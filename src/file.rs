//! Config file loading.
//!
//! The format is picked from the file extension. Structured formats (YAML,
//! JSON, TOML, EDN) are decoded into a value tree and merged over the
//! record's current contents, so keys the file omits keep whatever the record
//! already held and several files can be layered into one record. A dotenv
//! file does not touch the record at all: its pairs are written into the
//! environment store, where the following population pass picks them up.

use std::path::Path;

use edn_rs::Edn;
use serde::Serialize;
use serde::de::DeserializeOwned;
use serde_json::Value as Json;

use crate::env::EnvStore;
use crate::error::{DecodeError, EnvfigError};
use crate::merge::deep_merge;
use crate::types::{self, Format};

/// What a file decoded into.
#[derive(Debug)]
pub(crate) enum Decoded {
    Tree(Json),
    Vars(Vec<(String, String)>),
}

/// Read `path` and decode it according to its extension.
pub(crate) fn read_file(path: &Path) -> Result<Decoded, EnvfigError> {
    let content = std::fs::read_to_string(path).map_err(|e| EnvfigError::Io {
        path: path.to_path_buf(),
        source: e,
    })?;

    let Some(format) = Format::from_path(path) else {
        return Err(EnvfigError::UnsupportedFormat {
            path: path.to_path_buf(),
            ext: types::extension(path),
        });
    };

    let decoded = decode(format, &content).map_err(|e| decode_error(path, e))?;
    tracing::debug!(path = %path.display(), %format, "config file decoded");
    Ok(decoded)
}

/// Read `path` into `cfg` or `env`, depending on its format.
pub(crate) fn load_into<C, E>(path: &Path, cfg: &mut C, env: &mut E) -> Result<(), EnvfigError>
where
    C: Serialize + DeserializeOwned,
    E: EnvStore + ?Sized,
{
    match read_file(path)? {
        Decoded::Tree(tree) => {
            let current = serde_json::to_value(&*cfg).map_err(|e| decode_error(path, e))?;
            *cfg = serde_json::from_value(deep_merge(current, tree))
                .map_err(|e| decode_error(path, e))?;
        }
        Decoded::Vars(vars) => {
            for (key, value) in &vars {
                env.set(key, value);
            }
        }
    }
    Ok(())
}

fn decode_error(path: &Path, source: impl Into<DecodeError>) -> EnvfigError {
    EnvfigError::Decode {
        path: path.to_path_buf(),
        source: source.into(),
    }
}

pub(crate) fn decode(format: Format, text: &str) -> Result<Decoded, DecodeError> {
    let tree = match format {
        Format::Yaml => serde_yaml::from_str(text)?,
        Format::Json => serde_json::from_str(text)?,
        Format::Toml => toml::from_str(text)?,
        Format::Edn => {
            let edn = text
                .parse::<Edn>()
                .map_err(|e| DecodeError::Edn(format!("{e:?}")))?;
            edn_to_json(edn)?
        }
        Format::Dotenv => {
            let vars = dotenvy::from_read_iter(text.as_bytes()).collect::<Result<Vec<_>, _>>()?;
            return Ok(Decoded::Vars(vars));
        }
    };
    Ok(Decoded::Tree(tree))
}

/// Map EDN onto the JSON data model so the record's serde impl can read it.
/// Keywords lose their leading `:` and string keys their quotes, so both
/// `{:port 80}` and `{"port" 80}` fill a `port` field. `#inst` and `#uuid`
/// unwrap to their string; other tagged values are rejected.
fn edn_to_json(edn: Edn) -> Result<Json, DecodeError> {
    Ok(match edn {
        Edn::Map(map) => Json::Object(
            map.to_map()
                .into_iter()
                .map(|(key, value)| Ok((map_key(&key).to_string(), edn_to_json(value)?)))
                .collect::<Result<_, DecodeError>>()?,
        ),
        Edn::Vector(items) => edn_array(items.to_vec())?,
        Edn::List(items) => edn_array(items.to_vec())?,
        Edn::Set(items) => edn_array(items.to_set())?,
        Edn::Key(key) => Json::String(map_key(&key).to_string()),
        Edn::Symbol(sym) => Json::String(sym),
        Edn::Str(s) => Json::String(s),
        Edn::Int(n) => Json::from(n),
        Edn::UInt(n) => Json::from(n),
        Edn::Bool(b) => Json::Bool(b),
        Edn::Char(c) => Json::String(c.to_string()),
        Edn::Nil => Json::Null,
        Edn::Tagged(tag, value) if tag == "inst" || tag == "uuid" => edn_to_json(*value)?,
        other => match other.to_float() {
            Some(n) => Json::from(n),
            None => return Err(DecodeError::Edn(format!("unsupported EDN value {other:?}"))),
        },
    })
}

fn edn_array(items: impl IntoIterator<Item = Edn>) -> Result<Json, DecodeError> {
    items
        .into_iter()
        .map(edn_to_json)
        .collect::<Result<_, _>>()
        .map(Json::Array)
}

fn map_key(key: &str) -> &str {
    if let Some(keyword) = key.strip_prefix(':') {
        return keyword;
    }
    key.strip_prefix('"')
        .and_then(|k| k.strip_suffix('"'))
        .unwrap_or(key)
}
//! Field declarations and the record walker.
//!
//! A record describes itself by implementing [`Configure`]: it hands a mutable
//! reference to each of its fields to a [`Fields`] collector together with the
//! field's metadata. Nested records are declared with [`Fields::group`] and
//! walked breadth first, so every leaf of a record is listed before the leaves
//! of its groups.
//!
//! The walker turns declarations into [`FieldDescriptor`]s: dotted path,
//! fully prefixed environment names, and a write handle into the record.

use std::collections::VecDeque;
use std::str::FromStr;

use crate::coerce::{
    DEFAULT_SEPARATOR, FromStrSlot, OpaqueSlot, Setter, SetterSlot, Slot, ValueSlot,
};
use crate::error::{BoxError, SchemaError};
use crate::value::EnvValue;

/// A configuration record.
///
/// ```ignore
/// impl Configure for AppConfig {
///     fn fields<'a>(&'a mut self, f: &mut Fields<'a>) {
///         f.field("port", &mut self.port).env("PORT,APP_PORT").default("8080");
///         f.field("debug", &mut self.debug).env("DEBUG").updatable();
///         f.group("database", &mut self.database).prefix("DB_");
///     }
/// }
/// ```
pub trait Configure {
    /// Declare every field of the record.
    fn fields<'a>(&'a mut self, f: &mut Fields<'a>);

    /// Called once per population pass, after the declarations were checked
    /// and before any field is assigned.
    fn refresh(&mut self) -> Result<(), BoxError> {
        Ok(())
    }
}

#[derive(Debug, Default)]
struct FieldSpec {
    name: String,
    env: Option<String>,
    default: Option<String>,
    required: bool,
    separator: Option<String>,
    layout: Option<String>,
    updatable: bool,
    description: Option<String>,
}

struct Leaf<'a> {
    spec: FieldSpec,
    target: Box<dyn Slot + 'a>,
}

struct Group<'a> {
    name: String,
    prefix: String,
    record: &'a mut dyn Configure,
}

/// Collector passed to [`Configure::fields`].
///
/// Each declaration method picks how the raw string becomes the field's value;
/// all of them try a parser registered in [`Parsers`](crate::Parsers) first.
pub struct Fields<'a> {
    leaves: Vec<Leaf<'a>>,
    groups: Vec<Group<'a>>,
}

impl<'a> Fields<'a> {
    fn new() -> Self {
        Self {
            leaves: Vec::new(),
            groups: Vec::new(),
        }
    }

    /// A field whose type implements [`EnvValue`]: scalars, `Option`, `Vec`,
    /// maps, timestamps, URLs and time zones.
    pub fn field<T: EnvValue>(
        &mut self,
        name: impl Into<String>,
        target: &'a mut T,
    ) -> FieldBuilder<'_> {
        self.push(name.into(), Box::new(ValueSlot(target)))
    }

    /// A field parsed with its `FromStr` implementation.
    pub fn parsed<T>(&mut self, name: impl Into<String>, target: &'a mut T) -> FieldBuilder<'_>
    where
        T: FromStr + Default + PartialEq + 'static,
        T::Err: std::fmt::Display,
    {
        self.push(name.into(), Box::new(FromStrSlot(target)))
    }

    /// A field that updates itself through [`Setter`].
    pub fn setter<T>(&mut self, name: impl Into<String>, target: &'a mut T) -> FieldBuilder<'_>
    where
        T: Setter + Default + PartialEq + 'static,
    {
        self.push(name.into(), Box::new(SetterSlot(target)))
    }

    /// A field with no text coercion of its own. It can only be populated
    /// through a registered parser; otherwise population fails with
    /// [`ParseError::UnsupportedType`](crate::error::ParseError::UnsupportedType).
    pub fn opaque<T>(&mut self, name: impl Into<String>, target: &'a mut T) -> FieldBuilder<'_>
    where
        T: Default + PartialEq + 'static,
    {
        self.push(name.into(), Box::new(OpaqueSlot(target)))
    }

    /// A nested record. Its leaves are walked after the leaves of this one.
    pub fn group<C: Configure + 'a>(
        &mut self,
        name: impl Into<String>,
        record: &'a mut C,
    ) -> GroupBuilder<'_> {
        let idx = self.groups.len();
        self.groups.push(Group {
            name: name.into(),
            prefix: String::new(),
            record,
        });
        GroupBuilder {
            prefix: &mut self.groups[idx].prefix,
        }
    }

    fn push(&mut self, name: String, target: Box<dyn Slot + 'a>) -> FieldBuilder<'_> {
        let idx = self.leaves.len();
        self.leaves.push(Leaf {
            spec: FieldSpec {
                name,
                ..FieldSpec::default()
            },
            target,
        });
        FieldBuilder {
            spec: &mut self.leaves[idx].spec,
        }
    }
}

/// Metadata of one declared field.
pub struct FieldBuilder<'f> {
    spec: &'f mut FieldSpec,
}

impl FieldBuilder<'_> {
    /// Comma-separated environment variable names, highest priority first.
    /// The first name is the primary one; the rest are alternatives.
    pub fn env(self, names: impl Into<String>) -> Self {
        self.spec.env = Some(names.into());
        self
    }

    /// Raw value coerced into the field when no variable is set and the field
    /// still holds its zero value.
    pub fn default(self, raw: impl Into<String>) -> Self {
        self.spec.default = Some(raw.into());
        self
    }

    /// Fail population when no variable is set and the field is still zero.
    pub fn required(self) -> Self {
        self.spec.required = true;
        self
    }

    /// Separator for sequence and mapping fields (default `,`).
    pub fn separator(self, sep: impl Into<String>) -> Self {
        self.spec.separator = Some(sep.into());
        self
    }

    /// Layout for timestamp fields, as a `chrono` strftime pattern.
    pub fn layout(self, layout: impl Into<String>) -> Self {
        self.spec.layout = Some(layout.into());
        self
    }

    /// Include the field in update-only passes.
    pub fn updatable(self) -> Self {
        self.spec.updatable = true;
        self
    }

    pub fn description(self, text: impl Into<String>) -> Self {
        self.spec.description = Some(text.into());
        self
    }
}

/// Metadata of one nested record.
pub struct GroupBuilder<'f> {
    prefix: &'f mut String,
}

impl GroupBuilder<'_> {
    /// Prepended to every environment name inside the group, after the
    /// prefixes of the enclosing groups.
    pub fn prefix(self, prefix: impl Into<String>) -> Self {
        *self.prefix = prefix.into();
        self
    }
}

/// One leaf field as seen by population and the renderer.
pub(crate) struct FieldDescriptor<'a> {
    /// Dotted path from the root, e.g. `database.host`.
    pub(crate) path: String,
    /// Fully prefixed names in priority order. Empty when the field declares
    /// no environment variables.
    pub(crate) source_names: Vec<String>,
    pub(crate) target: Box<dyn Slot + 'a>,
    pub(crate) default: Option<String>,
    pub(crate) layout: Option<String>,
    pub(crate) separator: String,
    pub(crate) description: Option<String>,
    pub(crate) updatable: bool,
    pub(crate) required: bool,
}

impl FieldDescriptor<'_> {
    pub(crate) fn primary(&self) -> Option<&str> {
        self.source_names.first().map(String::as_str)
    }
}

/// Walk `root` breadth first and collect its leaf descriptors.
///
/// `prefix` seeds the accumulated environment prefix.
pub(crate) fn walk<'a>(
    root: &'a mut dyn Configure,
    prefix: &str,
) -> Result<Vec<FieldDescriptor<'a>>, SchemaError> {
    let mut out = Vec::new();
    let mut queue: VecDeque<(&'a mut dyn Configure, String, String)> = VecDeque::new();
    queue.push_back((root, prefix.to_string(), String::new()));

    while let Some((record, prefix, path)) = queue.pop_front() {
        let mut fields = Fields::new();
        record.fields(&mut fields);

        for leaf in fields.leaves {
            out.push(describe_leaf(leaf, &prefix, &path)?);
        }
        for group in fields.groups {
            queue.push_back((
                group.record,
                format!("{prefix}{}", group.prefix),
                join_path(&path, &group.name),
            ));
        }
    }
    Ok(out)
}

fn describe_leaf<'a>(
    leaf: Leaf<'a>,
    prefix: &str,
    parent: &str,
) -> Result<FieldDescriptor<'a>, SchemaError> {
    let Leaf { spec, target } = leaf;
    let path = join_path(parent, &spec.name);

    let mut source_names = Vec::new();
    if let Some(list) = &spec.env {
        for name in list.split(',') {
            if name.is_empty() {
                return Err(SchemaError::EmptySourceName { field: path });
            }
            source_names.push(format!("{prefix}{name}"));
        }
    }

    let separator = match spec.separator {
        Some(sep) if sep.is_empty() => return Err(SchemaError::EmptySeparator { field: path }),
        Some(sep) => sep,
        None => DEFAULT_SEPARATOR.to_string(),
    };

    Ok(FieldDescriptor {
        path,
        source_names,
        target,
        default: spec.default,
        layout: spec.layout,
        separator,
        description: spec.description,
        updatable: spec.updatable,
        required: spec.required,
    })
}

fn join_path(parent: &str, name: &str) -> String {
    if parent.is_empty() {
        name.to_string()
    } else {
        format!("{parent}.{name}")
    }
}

▸ Your task: When you reach the line with "record.fields(&mut fields);" in the records above, start writing out lines exactly, and stop once the line with "let path = join_path(parent, &spec.name);" has been written; include nothing else.

▸ Task output:
        record.fields(&mut fields);

        for leaf in fields.leaves {
            out.push(describe_leaf(leaf, &prefix, &path)?);
        }
        for group in fields.groups {
            queue.push_back((
                group.record,
                format!("{prefix}{}", group.prefix),
                join_path(&path, &group.name),
            ));
        }
    }
    Ok(out)
}

fn describe_leaf<'a>(
    leaf: Leaf<'a>,
    prefix: &str,
    parent: &str,
) -> Result<FieldDescriptor<'a>, SchemaError> {
    let Leaf { spec, target } = leaf;
    let path = join_path(parent, &spec.name);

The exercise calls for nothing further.